Back them the land was a mix of “ponds and waste”, the gardens and cottages which stood beside Oswald Field and the "wood and pond" worked by Mary White.

Oswald Lane today
And in the course of doing the research I went down to Manchester Road and followed the meandering Oswald Lane past the end of Fielden Avenue and on to where the lane joins Oswald Road.

The houses that backed on to the northern side of the lane have gone and the lane itself has been repositioned to turn at right angles and join Claridge Road leaving the old line of the lane as a narrow footpath which I suspect was pretty much as it was back in the 1840s.

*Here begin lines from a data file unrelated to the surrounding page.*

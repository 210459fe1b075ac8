use std::fmt::Debug;

use chrono::Utc;
use log::*;
use sor_common::{trimmed_non_empty, Money};

use crate::{
    api::{errors::OrderFlowError, order_objects::OrderStatistics, undo::UndoBuffer},
    db_types::{
        CustomerInfo,
        NewOrder,
        Order,
        OrderItem,
        OrderStatusType,
        PaymentSucceededEvent,
        PLACEHOLDER_FIRST_NAME,
    },
    events::{EventProducers, OrderCreatedEvent, OrderStatusChangedEvent},
    helpers::{is_valid_email, new_order_number, DEFAULT_ORDER_PREFIX},
    matching::{audit_orders, find_duplicate, AuditFinding},
    traits::OrderStore,
};

/// `OrderFlowApi` is the order creation coordinator plus the administrative order surface
/// (lifecycle transitions, statistics, delete/undo).
///
/// Every writer goes through [`OrderFlowApi::create_or_reuse`]: the buyer's browser (via the
/// checkout guard), the payment-processor fallback, and the admin undo path. The coordinator
/// has no notion of which caller invoked it and applies identical rules to all of them; that
/// symmetry is what makes the independent writers safe to race against each other.
///
/// The `fetch_orders` → `find_duplicate` → `insert_order` sequence is **not** atomic. Two
/// logically-identical candidates arriving within the same scan window can both be written;
/// the store offers no transactional upsert to close that gap, and the debounce on the
/// client path plus the processor's notification delay make it rare in practice. A backend
/// with conditional writes should close it inside [`OrderStore::insert_order`].
pub struct OrderFlowApi<B> {
    db: B,
    producers: EventProducers,
    undo: UndoBuffer,
    order_prefix: String,
}

impl<B> Debug for OrderFlowApi<B> {
    fn fmt(&self, f: &mut std::fmt::Formatter<'_>) -> std::fmt::Result {
        write!(f, "OrderFlowApi")
    }
}

impl<B> OrderFlowApi<B> {
    pub fn new(db: B, producers: EventProducers) -> Self {
        Self { db, producers, undo: UndoBuffer::default(), order_prefix: DEFAULT_ORDER_PREFIX.to_string() }
    }

    pub fn with_undo_buffer(mut self, undo: UndoBuffer) -> Self {
        self.undo = undo;
        self
    }

    /// Sets the prefix used for order numbers minted on the fallback creation path.
    pub fn with_order_prefix<S: Into<String>>(mut self, prefix: S) -> Self {
        self.order_prefix = prefix.into();
        self
    }
}

impl<B> OrderFlowApi<B>
where B: OrderStore
{
    /// Submit a candidate order, creating it at most once.
    ///
    /// Returns the persisted record and `true` if a new record was written, or the existing
    /// matching record and `false` if the candidate was recognised as a duplicate. On the
    /// reuse path the existing record is returned **unchanged**: better data carried by the
    /// candidate (a resolved payment id, a corrected name) is not merged in.
    ///
    /// A failing duplicate scan is treated as "no information": the create proceeds, since a
    /// possible duplicate beats a silently dropped order.
    pub async fn create_or_reuse(&self, mut candidate: NewOrder) -> Result<(Order, bool), OrderFlowError> {
        validate_candidate(&candidate)?;
        let existing = match self.db.fetch_orders().await {
            Ok(orders) => orders,
            Err(e) => {
                warn!("🔄️ Could not scan existing orders for duplicates ({e}). Proceeding as if the store were empty.");
                Vec::new()
            },
        };
        if let Some(duplicate) = find_duplicate(&candidate, &existing, Utc::now()) {
            info!(
                "🔄️ Candidate {} is a duplicate of existing order {} (id {}). Returning the existing record.",
                candidate.order_number, duplicate.order_number, duplicate.id
            );
            return Ok((duplicate.clone(), false));
        }
        if candidate.status.is_none() {
            candidate.status = Some(OrderStatusType::Pending);
        }
        let order = self.db.insert_order(candidate).await?;
        info!("🔄️ Order {} created with id {}", order.order_number, order.id);
        self.call_order_created_hook(&order).await;
        Ok((order, true))
    }

    /// The full order list, creation time ascending.
    pub async fn fetch_orders(&self) -> Result<Vec<Order>, OrderFlowError> {
        Ok(self.db.fetch_orders().await?)
    }

    pub async fn fetch_order(&self, id: i64) -> Result<Order, OrderFlowError> {
        self.db.fetch_order_by_id(id).await?.ok_or(OrderFlowError::OrderNotFound(id))
    }

    /// Client-side existence check by payment id. Used by the checkout guard's pre-check;
    /// purely an optimisation, since the coordinator reaches the same conclusion.
    pub async fn fetch_order_by_payment_id(&self, payment_id: &str) -> Result<Option<Order>, OrderFlowError> {
        let Some(payment_id) = trimmed_non_empty(Some(payment_id)) else {
            return Ok(None);
        };
        let orders = self.db.fetch_orders().await?;
        Ok(orders.into_iter().find(|o| o.payment_id.as_deref() == Some(payment_id)))
    }

    pub async fn statistics(&self) -> Result<OrderStatistics, OrderFlowError> {
        let orders = self.db.fetch_orders().await?;
        Ok(OrderStatistics::collect(&orders))
    }

    /// Runs the offline reconciliation audit over the full order list.
    pub async fn audit(&self) -> Result<Vec<AuditFinding>, OrderFlowError> {
        let orders = self.db.fetch_orders().await?;
        Ok(audit_orders(&orders))
    }

    /// Changes the status of an order.
    ///
    /// Legal transitions are `pending → processing → shipped → completed`, plus `cancelled`
    /// from any non-terminal state. Everything else, including self-transitions, fails with
    /// [`OrderFlowError::InvalidTransition`]. Transitions are assumed to be invoked serially
    /// per order by an administrative actor; concurrent updates are last-write-wins.
    pub async fn modify_status(&self, id: i64, new_status: OrderStatusType) -> Result<Order, OrderFlowError> {
        let order = self.fetch_order(id).await?;
        let old_status = order.status;
        if !old_status.can_transition_to(new_status) {
            debug!("🔄️ Rejected status change {old_status} → {new_status} for order {}", order.order_number);
            return Err(OrderFlowError::InvalidTransition { from: old_status, to: new_status });
        }
        let order = self.db.update_order_status(id, new_status).await?;
        info!("🔄️ Order {} moved from {old_status} to {new_status}", order.order_number);
        self.call_status_changed_hook(old_status, &order).await;
        Ok(order)
    }

    /// Deletes an order, retaining its content in memory for the undo grace period.
    pub async fn delete_order(&self, id: i64) -> Result<Order, OrderFlowError> {
        let order = self.fetch_order(id).await?;
        if !self.db.delete_order(id).await? {
            return Err(OrderFlowError::OrderNotFound(id));
        }
        info!("🔄️ Order {} (id {id}) deleted", order.order_number);
        self.undo.remember(id, NewOrder::from(order.clone()));
        Ok(order)
    }

    /// Undoes a recent delete by resubmitting the retained content through
    /// [`OrderFlowApi::create_or_reuse`].
    ///
    /// The payload kept its `request_id`/`payment_id`, so if the order somehow never left
    /// the store's list the resubmission is absorbed as a duplicate-reuse instead of a
    /// second write. A successful restore mints a **new** store identity; external
    /// references to the old id (receipt links and the like) are best-effort after an undo.
    pub async fn restore_order(&self, id: i64) -> Result<(Order, bool), OrderFlowError> {
        let payload = self.undo.reclaim(id).ok_or(OrderFlowError::NothingToRestore(id))?;
        let (order, created) = match self.create_or_reuse(payload.clone()).await {
            Ok(result) => result,
            Err(e) => {
                // Park the payload again so a retry within the grace period can still
                // restore after a transient store failure.
                self.undo.remember(id, payload);
                return Err(e);
            },
        };
        info!(
            "🔄️ Order {} restored as id {} ({})",
            order.order_number,
            order.id,
            if created { "re-created" } else { "absorbed as duplicate" }
        );
        Ok((order, created))
    }

    /// The fallback creation path, driven by the payment processor's "payment succeeded"
    /// notification.
    ///
    /// Builds a minimal single-line-item candidate from the event and submits it through the
    /// common coordinator. Every error is logged and swallowed here: the notification sender
    /// retries on failed acknowledgements, and a transient store error must not turn into a
    /// storm of re-deliveries. Returns the order when one was created or matched, purely for
    /// the caller's logging.
    pub async fn handle_payment_succeeded(&self, event: PaymentSucceededEvent) -> Option<Order> {
        let payment_id = event.payment_id.clone();
        debug!("💸️ Payment succeeded notification received for {payment_id} ({})", event.amount);
        let candidate = candidate_from_payment_event(event, &self.order_prefix);
        match self.create_or_reuse(candidate).await {
            Ok((order, true)) => {
                info!("💸️ Fallback path created order {} for payment {payment_id}", order.order_number);
                Some(order)
            },
            Ok((order, false)) => {
                info!(
                    "💸️ Payment {payment_id} matched existing order {} (id {}). Nothing to do.",
                    order.order_number, order.id
                );
                Some(order)
            },
            Err(e) => {
                warn!("💸️ Fallback order creation for payment {payment_id} failed and was discarded. {e}");
                None
            },
        }
    }

    async fn call_order_created_hook(&self, order: &Order) {
        for emitter in &self.producers.order_created_producer {
            trace!("🔄️ Notifying order created subscribers");
            emitter.publish_event(OrderCreatedEvent::new(order.clone())).await;
        }
    }

    async fn call_status_changed_hook(&self, old_status: OrderStatusType, order: &Order) {
        for emitter in &self.producers.status_changed_producer {
            trace!("🔄️ Notifying status changed subscribers");
            emitter.publish_event(OrderStatusChangedEvent::new(old_status, order.clone())).await;
        }
    }

    pub fn db(&self) -> &B {
        &self.db
    }
}

/// Candidate validation, applied identically to every caller.
fn validate_candidate(candidate: &NewOrder) -> Result<(), OrderFlowError> {
    if candidate.items.is_empty() {
        return Err(OrderFlowError::ValidationError("an order must contain at least one item".to_string()));
    }
    if !is_valid_email(&candidate.customer.email) {
        return Err(OrderFlowError::ValidationError(format!(
            "missing or invalid customer email address: '{}'",
            candidate.customer.email
        )));
    }
    let first_name = candidate.customer.first_name.trim();
    let last_name = candidate.customer.last_name.trim();
    if first_name.is_empty() || (candidate.customer.has_placeholder_name() && last_name.is_empty()) {
        return Err(OrderFlowError::PlaceholderCustomer(
            "the customer identity is empty or a bare placeholder".to_string(),
        ));
    }
    if last_name.is_empty() {
        return Err(OrderFlowError::ValidationError("missing customer last name".to_string()));
    }
    if !candidate.total.is_sum_of(candidate.subtotal, candidate.shipping) {
        return Err(OrderFlowError::ValidationError(format!(
            "total {} does not equal subtotal {} plus shipping {}",
            candidate.total, candidate.subtotal, candidate.shipping
        )));
    }
    Ok(())
}

/// Builds the minimal candidate for a processor notification: one synthetic line item for
/// the charged amount, no shipping split, and whatever identity the event carried. An absent
/// payer name becomes the full placeholder identity ("Valued Customer Customer"); an absent
/// email is left empty and rejected by validation further down.
fn candidate_from_payment_event(event: PaymentSucceededEvent, order_prefix: &str) -> NewOrder {
    let (first_name, last_name) = match trimmed_non_empty(event.payer_name.as_deref()) {
        Some(name) => {
            let mut parts = name.split_whitespace();
            let first = parts.next().unwrap_or(PLACEHOLDER_FIRST_NAME).to_string();
            let rest = parts.collect::<Vec<_>>().join(" ");
            let last = if rest.is_empty() { "Customer".to_string() } else { rest };
            (first, last)
        },
        None => (PLACEHOLDER_FIRST_NAME.to_string(), "Customer".to_string()),
    };
    let email = event.payer_email.unwrap_or_default();
    let customer = CustomerInfo::new(first_name, last_name, email);
    let item = OrderItem::new("payment", format!("Online payment {}", event.payment_id), 1, event.amount);
    NewOrder::new(new_order_number(order_prefix), customer, vec![item])
        .with_shipping(Money::ZERO)
        .with_payment_id(event.payment_id)
}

Now as I never tire or telling people I do have a habit of travelling the old lanes and roads of Chorlton as they might have been in the mid 19th century so to walk that footpath just west of Fielden Avenue was a tad like it might have been in 1840.

Oswald lane in 1973
Well just a tad and before any one accuses me of romantic speculation based on a vivid imagination I will close.

And leave you with another image of Oswald Lane, this time in 1973, just three years before I would wash up here in Chorlton.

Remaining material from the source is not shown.